Previous AI systems usually focused on a single field, such as vision-language understanding or robotic operation, making it difficult to integrate these two capabilities into a unified model. Although many existing models perform well in specific fields, they have poor generalization capabilities in different application scenarios. For example, the Pix2Act and WebGUM models perform well in UI navigation, while OpenVLA and RT-2 are more suitable for robotic manipulation, but they often require training separately and are difficult to cross the boundaries between digital and physical environments.
The launch of the "Magma" model is precisely to overcome these limitations. It integrates multimodal understanding, action positioning and planning capabilities by introducing a powerful training method to enable AI agents to operate seamlessly in a variety of environments. Magma's training dataset contains 39 million samples covering images, videos and robot motion trajectories. In addition, the model adopts two innovative technologies: Set-of-Mark (SoM) and Trace-of-Mark (ToM). The former enables the model to mark actionable visual objects in the UI environment, while the latter enables it to track the movement of objects over time, thereby improving the planning capabilities of future actions.

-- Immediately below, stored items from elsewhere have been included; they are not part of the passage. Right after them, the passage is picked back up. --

mod client;
mod paginator;
mod retry;

pub use client::{DEFAULT_BASE_URL, InfaktClient, InfaktError};
pub use paginator::{DEFAULT_PAGE_SIZE, Page, PageMetainfo, Paginator};
pub use retry::{
    DEFAULT_MAX_ATTEMPTS, DEFAULT_TRANSIENT_DELAY, Outcome, RetryPolicy, classify,
    parse_retry_after,
};
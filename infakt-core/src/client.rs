use reqwest::header::ACCEPT;
use reqwest::{Client, Response, StatusCode};
use serde_json::Value;
use thiserror::Error;
use url::Url;

use crate::retry::{Outcome, RetryPolicy, classify};

pub const DEFAULT_BASE_URL: &str = "https://api.infakt.pl";
const API_KEY_HEADER: &str = "X-inFakt-ApiKey";
const API_PREFIX: &str = "/api/v3";

#[derive(Debug, Error)]
pub enum InfaktError {
    #[error("request failed: {0}")]
    Request(#[from] reqwest::Error),
    #[error("invalid url: {0}")]
    Url(#[from] url::ParseError),
    #[error("invalid json from {url}: {source}")]
    Json {
        url: String,
        #[source]
        source: serde_json::Error,
    },
    #[error("exceeded {attempts} fetch attempts for {url} (last status {last_status})")]
    ExceededRetries {
        url: String,
        attempts: u32,
        last_status: StatusCode,
    },
    #[error("invalid listing page from {url}: {source}")]
    InvalidPage {
        url: String,
        #[source]
        source: serde_json::Error,
    },
}

#[derive(Clone)]
pub struct InfaktClient {
    http: Client,
    base_url: Url,
    api_key: String,
    retry: RetryPolicy,
}

impl InfaktClient {
    pub fn new(api_key: impl Into<String>) -> Result<Self, InfaktError> {
        Self::with_base_url(DEFAULT_BASE_URL, api_key)
    }

    pub fn with_base_url(base_url: &str, api_key: impl Into<String>) -> Result<Self, InfaktError> {
        Ok(Self {
            http: Client::new(),
            base_url: Url::parse(base_url)?,
            api_key: api_key.into(),
            retry: RetryPolicy::default(),
        })
    }

    pub fn with_retry_policy(mut self, retry: RetryPolicy) -> Self {
        self.retry = retry;
        self
    }

    pub fn retry_policy(&self) -> RetryPolicy {
        self.retry
    }

    pub fn resource_url(&self, resource: &str) -> Result<Url, InfaktError> {
        let resource = resource.trim_matches('/');
        Ok(self
            .base_url
            .join(&format!("{API_PREFIX}/{resource}.json"))?)
    }

    pub async fn get_resource(&self, resource: &str) -> Result<Value, InfaktError> {
        let url = self.resource_url(resource)?;
        self.get_json(url).await
    }

    pub async fn get_json(&self, url: Url) -> Result<Value, InfaktError> {
        let response = self.execute(&url, true).await?;
        let body = response.bytes().await?;
        serde_json::from_slice(&body).map_err(|source| InfaktError::Json {
            url: url.to_string(),
            source,
        })
    }

    pub async fn get_bytes(&self, link: &str) -> Result<Vec<u8>, InfaktError> {
        let url = self.base_url.join(link)?;
        let response = self.execute(&url, false).await?;
        Ok(response.bytes().await?.to_vec())
    }

    async fn execute(&self, url: &Url, json: bool) -> Result<Response, InfaktError> {
        let with_key = url.origin() == self.base_url.origin();
        let mut attempt = 0u32;
        loop {
            attempt += 1;
            let mut request = self.http.get(url.clone());
            if json {
                request = request.header(ACCEPT, "application/json");
            }
            if with_key {
                request = request.header(API_KEY_HEADER, &self.api_key);
            }
            let response = request.send().await?;
            let status = response.status();
            let outcome = classify(status, response.headers());
            if outcome == Outcome::Success {
                return Ok(response);
            }

            if attempt >= self.retry.max_attempts {
                return Err(InfaktError::ExceededRetries {
                    url: url.to_string(),
                    attempts: attempt,
                    last_status: status,
                });
            }

            let delay = self.retry.delay_for(&outcome);
            match outcome {
                Outcome::RateLimited(_) => tracing::warn!(
                    url = %url,
                    attempt,
                    wait_secs = delay.as_secs_f64(),
                    "rate limited, waiting before retry"
                ),
                _ => tracing::warn!(
                    url = %url,
                    attempt,
                    status = status.as_u16(),
                    wait_secs = delay.as_secs_f64(),
                    "request failed, retrying"
                ),
            }
            if !delay.is_zero() {
                tokio::time::sleep(delay).await;
            }
        }
    }
}

impl InfaktError {
    pub fn is_retry_exhaustion(&self) -> bool {
        matches!(self, InfaktError::ExceededRetries { .. })
    }
}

"Magma" adopts advanced deep learning architecture and large-scale pre-training techniques to optimize its performance in multiple fields. The model uses the ConvNeXt-XXL visual backbone to process images and videos, and the LLaMA-3-8B language model is responsible for processing text input. This architecture enables "Magma" to efficiently integrate vision, language and action execution. After comprehensive training, the model has achieved excellent results on multiple tasks, showing strong multimodal understanding and spatial reasoning capabilities.
Project portal: https://microsoft.github.io/Magma/
Key points:
The Magma model has been trained in multiple samples and has strong multimodal learning capabilities.
The model successfully integrates vision, language and action, overcoming the limitations of existing AI models.
Magma has performed well in several benchmarks, showing strong generalization and excellent decision-making and execution capabilities.